Asked whether he’s disappointed to hear the explosion could in fact be intentional, Drain said:

“I’m always disappointed if people are hurt, whether it’s accidental or intentional. To see the destruction this caused is very disappointing.”

Plano Fire Rescue Chief Sam Greif spoke with NBC 5 about the quick response Monday afternoon.

“As far as our response goes, I’m like a Proud Papa. I got on scene pretty early and my troops had it under control from get-go. They train for these moments,” he said.

Chief Greif said that after hours of sifting through the pile of rubble, investigators believe they’ve zeroed in on the source of the isolated gas leak.

“This was not a system problem where the meter was leaking inside or outside,” The leak was definitely in this home.”

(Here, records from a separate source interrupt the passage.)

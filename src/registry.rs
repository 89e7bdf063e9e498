use std::collections::HashMap;
use std::fmt;
use std::sync::Arc;
use std::sync::atomic::{AtomicUsize, Ordering};

use dashmap::DashMap;
use dashmap::mapref::entry::Entry;
use tokio::sync::Semaphore;
use tracing::{debug, info};

use crate::error::ExportError;
use crate::interface::{InterfaceDef, MethodKey, MethodSig};
use crate::params::CallOptions;
use crate::service::RpcService;

/// A composite registry key: (rpc id scope, interface identity).
///
/// `rpc_id: None` is the default scope. The default scope and named scopes
/// coexist independently and never share entries.
#[derive(Debug, Clone, PartialEq, Eq, Hash)]
pub struct ScopeKey {
    pub rpc_id: Option<String>,
    pub interface: String,
}

impl ScopeKey {
    pub fn new(rpc_id: Option<&str>, interface: impl Into<String>) -> Self {
        Self {
            rpc_id: rpc_id.map(str::to_owned),
            interface: interface.into(),
        }
    }
}

impl fmt::Display for ScopeKey {
    fn fmt(&self, f: &mut fmt::Formatter<'_>) -> fmt::Result {
        match &self.rpc_id {
            Some(id) => write!(f, "{}:{}", id, self.interface),
            None => write!(f, "default:{}", self.interface),
        }
    }
}

/// One live registration: an implementor plus behavioral parameters, shared
/// by every method signature a single export call registered.
///
/// Resolution hands out the `Arc`; an in-flight call keeps its entry alive
/// even if a concurrent unexport removes it from the registry.
pub struct ExportEntry {
    pub rpc_id: Option<String>,
    pub interface: String,
    pub methods: Vec<MethodSig>,
    pub options: CallOptions,
    service: Arc<dyn RpcService>,
    limiter: Option<Arc<Semaphore>>,
}

impl ExportEntry {
    fn new(
        scope: &ScopeKey,
        methods: Vec<MethodSig>,
        service: Arc<dyn RpcService>,
        options: CallOptions,
    ) -> Arc<Self> {
        let limiter = options.max_in_flight.map(|n| Arc::new(Semaphore::new(n)));
        Arc::new(Self {
            rpc_id: scope.rpc_id.clone(),
            interface: scope.interface.clone(),
            methods,
            options,
            service,
            limiter,
        })
    }

    /// The method keys this export call registered.
    pub fn method_keys(&self) -> impl Iterator<Item = MethodKey> + '_ {
        self.methods
            .iter()
            .map(|sig| MethodKey::new(self.interface.clone(), sig.clone()))
    }

    pub(crate) fn service(&self) -> &Arc<dyn RpcService> {
        &self.service
    }

    pub(crate) fn limiter(&self) -> Option<&Arc<Semaphore>> {
        self.limiter.as_ref()
    }
}

impl fmt::Debug for ExportEntry {
    fn fmt(&self, f: &mut fmt::Formatter<'_>) -> fmt::Result {
        f.debug_struct("ExportEntry")
            .field("rpc_id", &self.rpc_id)
            .field("interface", &self.interface)
            .field("methods", &self.methods)
            .finish()
    }
}

type MethodTable = HashMap<MethodSig, Arc<ExportEntry>, ahash::RandomState>;

/// Concurrent mapping from (rpc id, interface, method signature) to live
/// registrations.
///
/// Lookups never observe a partially applied mutation: a registration change
/// takes a brief exclusive section on the one scope+interface cell it
/// touches, so dispatch to unrelated interfaces is never stalled by it.
pub struct ExportRegistry {
    entries: DashMap<ScopeKey, MethodTable, ahash::RandomState>,
    exported: AtomicUsize,
}

impl ExportRegistry {
    pub fn new() -> Self {
        Self {
            entries: DashMap::default(),
            exported: AtomicUsize::new(0),
        }
    }

    /// Register every declared method of `iface` under one entry.
    ///
    /// All-or-nothing: validation completes before the registry is touched.
    /// Per-signature registration is last-writer-wins, not a merge.
    pub fn export_all(
        &self,
        rpc_id: Option<&str>,
        iface: &InterfaceDef,
        service: Arc<dyn RpcService>,
        options: CallOptions,
    ) -> Result<Arc<ExportEntry>, ExportError> {
        if iface.methods().is_empty() {
            return Err(ExportError::InvalidInterface {
                interface: iface.name().to_owned(),
                reason: "interface declares no methods".to_owned(),
            });
        }
        let provided = service.provided();
        for sig in iface.methods() {
            if !provided.contains(sig) {
                return Err(ExportError::InvalidInterface {
                    interface: iface.name().to_owned(),
                    reason: format!("implementor does not provide {sig}"),
                });
            }
        }

        let scope = ScopeKey::new(rpc_id, iface.name());
        let entry = ExportEntry::new(&scope, iface.methods().to_vec(), service, options);
        self.install(scope, &entry);
        Ok(entry)
    }

    /// Register exactly one declared method signature.
    pub fn export_method<S: AsRef<str>>(
        &self,
        rpc_id: Option<&str>,
        iface: &InterfaceDef,
        method: &str,
        param_types: &[S],
        service: Arc<dyn RpcService>,
        options: CallOptions,
    ) -> Result<Arc<ExportEntry>, ExportError> {
        let sig = iface
            .find(method, param_types)
            .cloned()
            .ok_or_else(|| ExportError::UnknownMethod {
                interface: iface.name().to_owned(),
                method: method.to_owned(),
            })?;

        let scope = ScopeKey::new(rpc_id, iface.name());
        let entry = ExportEntry::new(&scope, vec![sig], service, options);
        self.install(scope, &entry);
        Ok(entry)
    }

    fn install(&self, scope: ScopeKey, entry: &Arc<ExportEntry>) {
        let mut table = self.entries.entry(scope.clone()).or_default();
        let mut added = 0;
        for sig in &entry.methods {
            if table.insert(sig.clone(), Arc::clone(entry)).is_none() {
                added += 1;
            }
        }
        // Gauge adjusted while the cell is still locked, so status readers
        // never see a count that disagrees with the table.
        self.exported.fetch_add(added, Ordering::Release);
        drop(table);

        info!(scope = %scope, methods = entry.methods.len(), "exported");
    }

    /// Remove every signature currently registered for this scope+interface,
    /// however it was populated. A no-op if none exist.
    pub fn unexport_all(&self, rpc_id: Option<&str>, interface: &str) {
        let scope = ScopeKey::new(rpc_id, interface);
        if let Some((_, table)) = self.entries.remove(&scope) {
            self.exported.fetch_sub(table.len(), Ordering::Release);
            info!(scope = %scope, methods = table.len(), "unexported interface");
        }
    }

    /// Remove one signature. A no-op if it is not registered.
    pub fn unexport_method<S: AsRef<str>>(
        &self,
        rpc_id: Option<&str>,
        interface: &str,
        method: &str,
        param_types: &[S],
    ) {
        let scope = ScopeKey::new(rpc_id, interface);
        let sig = MethodSig::new(method, param_types.iter().map(|s| s.as_ref()));

        if let Entry::Occupied(mut cell) = self.entries.entry(scope.clone()) {
            if cell.get_mut().remove(&sig).is_some() {
                self.exported.fetch_sub(1, Ordering::Release);
                debug!(scope = %scope, method = %sig, "unexported method");
            }
            if cell.get().is_empty() {
                cell.remove();
            }
        }
    }

    /// Exact-match lookup.
    ///
    /// When `rpc_id` is supplied but no id-scoped entry exists, this is a
    /// miss; it does not fall back to the default scope.
    pub fn resolve<S: AsRef<str>>(
        &self,
        rpc_id: Option<&str>,
        interface: &str,
        method: &str,
        param_types: &[S],
    ) -> Option<Arc<ExportEntry>> {
        let scope = ScopeKey::new(rpc_id, interface);
        let sig = MethodSig::new(method, param_types.iter().map(|s| s.as_ref()));
        self.entries.get(&scope)?.get(&sig).cloned()
    }

    /// Number of live exported method registrations.
    pub fn exported_methods(&self) -> usize {
        self.exported.load(Ordering::Acquire)
    }

    pub fn is_empty(&self) -> bool {
        self.entries.is_empty()
    }

    /// Drop every registration. Invoked on server close.
    pub fn clear(&self) {
        self.entries.clear();
        self.exported.store(0, Ordering::Release);
    }
}

impl Default for ExportRegistry {
    fn default() -> Self {
        Self::new()
    }
}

Asked how confident he is in the investigators’ findings, “I’m extremely confident that when they say this is the cause, that’s the cause. I will tell you that it’s arduous, dirty work, but they are highly trained.”

The fire chief hopes additional details will ease concerns about the neighborhood or city’s safety.

“I would tell them from this incident: to rest easy,” said Greif. “It’s an isolated incident specific to that house. I can tell you the leak was in that house.”

NBC 5 previously reported Jenn and Philip Jagielski, who live next door to the home that exploded, were inside their home with their three children at the time of the blast and were all injured. A close friend told NBC 5 their three kids, under the age of 10, are out of the hospital and with relatives. In a Facebook post, Jennifer Jagielski said she was released from the hospital Wednesday with dozens of stitches. She said her sons left the scene nearly unscathed. There is a GoFundMe set up for the family to help them out.

If you suspect a natural gas leak, Atmos says you should leave the area immediately and call 911 once you're a safe distance away. They ask you also call Atmos Energy's 24-hour toll-free emergency number at 866-322-8667.